For years we had the Time Warner Cable home phone/internet/cable bundle and that was great. Except for the insanely high monthly bill. And the spotty cable reception coupled the shotty internet connection. And let us not forget the craptacular customer service offered through TWC. I put up with it for years for two simple reasons: 1) The DVR boxes with fast forward capabilities and 2) I was willing to suffer so I could watch my beloved cable series shows. (True Blood, Weeds, Camelot, The Bourgeois) As they say, all good things must come to an end, and eventually, so did my relationship with Time Warner Cable. When it was over, I paid a tearful farewell to my DVR box, the cable guy practically ripping it from my broken-hearted clutches. Okay, maybe it wasn’t that dramatic. I’m sure it was just dust in my eyes or something. At any rate, it was gone and I was left all alone. Left all alone WITH FREAKING COMMERCIALS. God, I hated commercials. If I’m really enthralled with something, I can’t stand to be interrupted and commercials interrupt entirely too much. I made it a habit of cleaning during every commercial break. Seems like a win-win, right? I don’t have to suffer through adverts and when my show is over, my living room is clean! (BTW, this really works! You should try it sometime, it doesn’t feel like cleaning at all.) But my motivation to clean for 2 minutes and 30 seconds at a time eventually dwindled down to, “Screw it, I’m not getting up anymore. This couch is way too cozy.” I’m sure some people just channel surf during commercials and that’s fine if that works for you. Me? Not so much. I have a memory equivalent to Dora’s from Finding Nemo when it comes to television. I can get immediately sucked in and wrapped up in something on a different channel in 15 seconds flat. Then, by the time a commercial comes on for that channel, I remember… “Oh yeah! I was watching ‘Shark Week’ on Discovery!” Now I’m torn between that and VH1’s Top 100 Rock Artists Of All Time. (Thanks, VH1. It’s not like I had anything planned for the next 5 freakin’ hours or anything! …and I swear to God, if Beatles are #1, I’m gonna throw this flip-flop right through the screen at you!”) *Ahem* Sorry, back off track again. It’s that Dory thing kicking in.

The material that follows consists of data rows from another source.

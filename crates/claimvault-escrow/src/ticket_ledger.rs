//! Capability-ticket claim ledger.
//!
//! Unlike [`ValueLedger`](crate::ValueLedger), this ledger exposes no
//! check-then-set surface at all: the only mutators are [`swap`] and
//! [`take`], each an indivisible get-and-update. Whatever ticket a
//! transition displaces is handed back to the caller, so the ledger can
//! never duplicate a ticket or silently drop one.
//!
//! [`swap`]: TicketLedger::swap
//! [`take`]: TicketLedger::take

use std::collections::HashMap;

use claimvault_types::{Address, Ticket};
use serde::{Deserialize, Serialize};

/// Persistent mapping from claimant address to a held [`Ticket`].
#[derive(Debug, Default, Serialize, Deserialize)]
pub struct TicketLedger {
    tickets: HashMap<Address, Ticket>,
}

impl TicketLedger {
    #[must_use]
    pub fn new() -> Self {
        Self::default()
    }

    /// Store `ticket` at `owner`, returning whatever was held there before.
    ///
    /// The caller decides what a displaced prior ticket means; for escrow
    /// deposits it means `DuplicateClaim` and the whole call reverts.
    #[must_use]
    pub fn swap(&mut self, owner: Address, ticket: Ticket) -> Option<Ticket> {
        self.tickets.insert(owner, ticket)
    }

    /// Remove and return the ticket held for `owner`, if any.
    #[must_use]
    pub fn take(&mut self, owner: Address) -> Option<Ticket> {
        self.tickets.remove(&owner)
    }

    /// Whether `owner` currently holds a ticket.
    #[must_use]
    pub fn contains(&self, owner: &Address) -> bool {
        self.tickets.contains_key(owner)
    }

    /// Number of held tickets.
    #[must_use]
    pub fn len(&self) -> usize {
        self.tickets.len()
    }

    #[must_use]
    pub fn is_empty(&self) -> bool {
        self.tickets.is_empty()
    }
}

#[cfg(test)]
mod tests {
    use super::*;
    use rust_decimal::Decimal;

    #[test]
    fn swap_into_empty_slot_returns_none() {
        let mut ledger = TicketLedger::new();
        let owner = Address::new();
        let issuer = Address::new();

        let prior = ledger.swap(owner, Ticket::mint(issuer, Decimal::ONE));
        assert!(prior.is_none());
        assert!(ledger.contains(&owner));
        assert_eq!(ledger.len(), 1);
    }

    #[test]
    fn swap_returns_displaced_ticket() {
        let mut ledger = TicketLedger::new();
        let owner = Address::new();
        let issuer = Address::new();

        assert!(ledger.swap(owner, Ticket::mint(issuer, Decimal::ONE)).is_none());
        let displaced = ledger
            .swap(owner, Ticket::mint(issuer, Decimal::new(2, 0)))
            .expect("prior ticket must be handed back");
        assert_eq!(displaced.read().amount, Decimal::ONE);
    }

    #[test]
    fn snapshot_roundtrip_preserves_held_ticket() {
        let mut ledger = TicketLedger::new();
        let owner = Address::new();
        let issuer = Address::new();
        let _ = ledger.swap(owner, Ticket::mint(issuer, Decimal::new(5, 0)));

        // The runtime's rollback path restores ledgers from their
        // serialized snapshot; the held ticket must survive intact.
        let snapshot = serde_json::to_value(&ledger).unwrap();
        let mut restored: TicketLedger = serde_json::from_value(snapshot).unwrap();

        let original = ledger.take(owner).unwrap().read();
        let recovered = restored.take(owner).unwrap().read();
        assert_eq!(original, recovered);
    }

    #[test]
    fn take_empties_the_slot() {
        let mut ledger = TicketLedger::new();
        let owner = Address::new();
        let issuer = Address::new();

        assert!(ledger.take(owner).is_none());

        let _ = ledger.swap(owner, Ticket::mint(issuer, Decimal::new(3, 0)));
        let ticket = ledger.take(owner).expect("ticket present");
        assert_eq!(ticket.read().amount, Decimal::new(3, 0));

        assert!(ledger.take(owner).is_none());
        assert!(ledger.is_empty());
    }
}
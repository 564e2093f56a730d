//! Balance-table claim ledger.
//!
//! One [`ValueClaim`] per owner, inserted with a presence check and
//! removed exactly once at refund or redemption.

use std::collections::HashMap;

use claimvault_types::{Address, ClaimvaultError, Result, ValueClaim};
use rust_decimal::Decimal;
use serde::{Deserialize, Serialize};

/// Persistent mapping from claimant address to held value.
#[derive(Debug, Default, Serialize, Deserialize)]
pub struct ValueLedger {
    claims: HashMap<Address, ValueClaim>,
}

impl ValueLedger {
    #[must_use]
    pub fn new() -> Self {
        Self::default()
    }

    /// Record a new claim for `owner`.
    ///
    /// # Errors
    /// - [`ClaimvaultError::InvalidAmount`] if `amount` is not strictly positive
    /// - [`ClaimvaultError::DuplicateClaim`] if `owner` already has a claim
    pub fn insert(&mut self, owner: Address, amount: Decimal) -> Result<()> {
        if amount <= Decimal::ZERO {
            return Err(ClaimvaultError::InvalidAmount { amount });
        }
        if self.claims.contains_key(&owner) {
            return Err(ClaimvaultError::DuplicateClaim(owner));
        }
        self.claims.insert(owner, ValueClaim::new(owner, amount));
        Ok(())
    }

    /// Remove and return the claim held for `owner`.
    ///
    /// # Errors
    /// Returns [`ClaimvaultError::NoPendingClaim`] if `owner` has no claim.
    pub fn remove(&mut self, owner: Address) -> Result<ValueClaim> {
        self.claims
            .remove(&owner)
            .ok_or(ClaimvaultError::NoPendingClaim(owner))
    }

    /// Look at the claim held for `owner`, if any.
    #[must_use]
    pub fn get(&self, owner: &Address) -> Option<&ValueClaim> {
        self.claims.get(owner)
    }

    /// Whether `owner` currently has a pending claim.
    #[must_use]
    pub fn contains(&self, owner: &Address) -> bool {
        self.claims.contains_key(owner)
    }

    /// Number of pending claims.
    #[must_use]
    pub fn len(&self) -> usize {
        self.claims.len()
    }

    #[must_use]
    pub fn is_empty(&self) -> bool {
        self.claims.is_empty()
    }

    /// Sum of all escrowed value. Useful for auditing against the
    /// contract's actual currency balance.
    #[must_use]
    pub fn total_held(&self) -> Decimal {
        self.claims.values().map(|c| c.amount).sum()
    }
}

#[cfg(test)]
mod tests {
    use super::*;

    #[test]
    fn insert_and_get() {
        let mut ledger = ValueLedger::new();
        let owner = Address::new();
        ledger.insert(owner, Decimal::new(5, 0)).unwrap();

        let claim = ledger.get(&owner).unwrap();
        assert_eq!(claim.owner, owner);
        assert_eq!(claim.amount, Decimal::new(5, 0));
        assert_eq!(ledger.len(), 1);
    }

    #[test]
    fn insert_zero_amount_rejected() {
        let mut ledger = ValueLedger::new();
        let err = ledger.insert(Address::new(), Decimal::ZERO).unwrap_err();
        assert!(matches!(err, ClaimvaultError::InvalidAmount { .. }));
        assert!(ledger.is_empty());
    }

    #[test]
    fn insert_negative_amount_rejected() {
        let mut ledger = ValueLedger::new();
        let err = ledger
            .insert(Address::new(), Decimal::new(-1, 0))
            .unwrap_err();
        assert!(matches!(err, ClaimvaultError::InvalidAmount { .. }));
    }

    #[test]
    fn second_insert_is_duplicate() {
        let mut ledger = ValueLedger::new();
        let owner = Address::new();
        ledger.insert(owner, Decimal::new(5, 0)).unwrap();

        let err = ledger.insert(owner, Decimal::ONE).unwrap_err();
        assert!(matches!(err, ClaimvaultError::DuplicateClaim(_)));

        // The first claim is retained untouched.
        assert_eq!(ledger.get(&owner).unwrap().amount, Decimal::new(5, 0));
        assert_eq!(ledger.len(), 1);
    }

    #[test]
    fn remove_returns_claim_once() {
        let mut ledger = ValueLedger::new();
        let owner = Address::new();
        ledger.insert(owner, Decimal::ONE).unwrap();

        let claim = ledger.remove(owner).unwrap();
        assert_eq!(claim.amount, Decimal::ONE);
        assert!(!ledger.contains(&owner));

        let err = ledger.remove(owner).unwrap_err();
        assert!(matches!(err, ClaimvaultError::NoPendingClaim(_)));
    }

    #[test]
    fn ledger_serde_roundtrip() {
        let mut ledger = ValueLedger::new();
        let owner = Address::new();
        ledger.insert(owner, Decimal::new(5, 0)).unwrap();

        let json = serde_json::to_string(&ledger).unwrap();
        let back: ValueLedger = serde_json::from_str(&json).unwrap();
        assert_eq!(back.len(), 1);
        assert_eq!(back.get(&owner).unwrap().amount, Decimal::new(5, 0));
    }

    #[test]
    fn total_held_sums_claims() {
        let mut ledger = ValueLedger::new();
        ledger.insert(Address::new(), Decimal::new(3, 0)).unwrap();
        ledger.insert(Address::new(), Decimal::new(4, 0)).unwrap();
        assert_eq!(ledger.total_held(), Decimal::new(7, 0));
    }
}
//! Marketplace configuration.

use serde::{Deserialize, Serialize};

use crate::Address;

/// Immutable configuration fixed at contract deployment.
///
/// Neither field is ever mutated after construction: the administrator is
/// the single identity allowed to trigger redemption, and the token
/// registry is the external contract that settles item transfers.
#[derive(Debug, Clone, Copy, PartialEq, Eq, Serialize, Deserialize)]
pub struct MarketplaceConfig {
    /// Address of the external token registry contract.
    pub token_registry: Address,
    /// The identity authorized to redeem claims.
    pub administrator: Address,
}

impl MarketplaceConfig {
    #[must_use]
    pub fn new(token_registry: Address, administrator: Address) -> Self {
        Self {
            token_registry,
            administrator,
        }
    }
}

So there it is. Basically, I’m too lazy to get up during commercials and I’m too unfocused to remember to come back to my channel after a couple of minutes, so I just sit there, the couch potato that I am, and suffer through the ridiculous advertisements that some “genius” has come up with where they have exploited the Misfits to sell rum or Depeche Mode to sell fabric softener. (That’s a blog for another day.) But occasionally, there really is some “genius” out there and that Dory thing kicks in. I find myself completely absorbed in the commercial. Especially insurance commercials. These guy have nailed it.
The Farmers Insurance University featuring Professor Nathaniel Burke (AKA JK Simmons) are hilarious and leave me wondering what the student will learn in the next commercial. How about the Progressive Insurance commercials featuring everybody’s favorite ‘bump-it’ haired girl, Flo? Those are amusing, too. I wanted to be Flo for Halloween one year, but the kids talked me out of it. Something about that being lame, I can’t quite remember the teenage lingo used, but I’m pretty sure it would’ve embarrassed them. Then there is my absolute favorite: The Allstate ‘Mayhem” commercials are fantastic! Not only is Dean Winter an eyeful of candy, but the premise to these are brilliant! (Especially when he is a teenage girl.) Last, but not least, there is GEICO. Good God Almighty, what the hell are these people thinking? We put up with cavemen, googly-eyed money stacks, a gecko lizard and some of the weirdest shit to come out of television advertising. Nobody really knows where you guys are headed and for the most part, we really don’t care. You suck, GEICO.
In the end though, does it really even matter? I mean, have you ever actually purchased insurance because you saw a commercial? (Buying insurance from ‘The General’ doesn’t count. Any company that offers $39/month car insurance to “anyone with a pulse” can’t afford a big marketing campaign.”) The only thing I remember buying because I saw it advertised on tv is pretzel m&ms. When they first came out with those, we had to have them. The kids had me stop at every grocery/convenience/drug store in New Braunfels until we found them (seven stops later) at the new Walgreens on 725.
One more thing… GEICO, I do kinda dig your Maxwell the piggy campaign.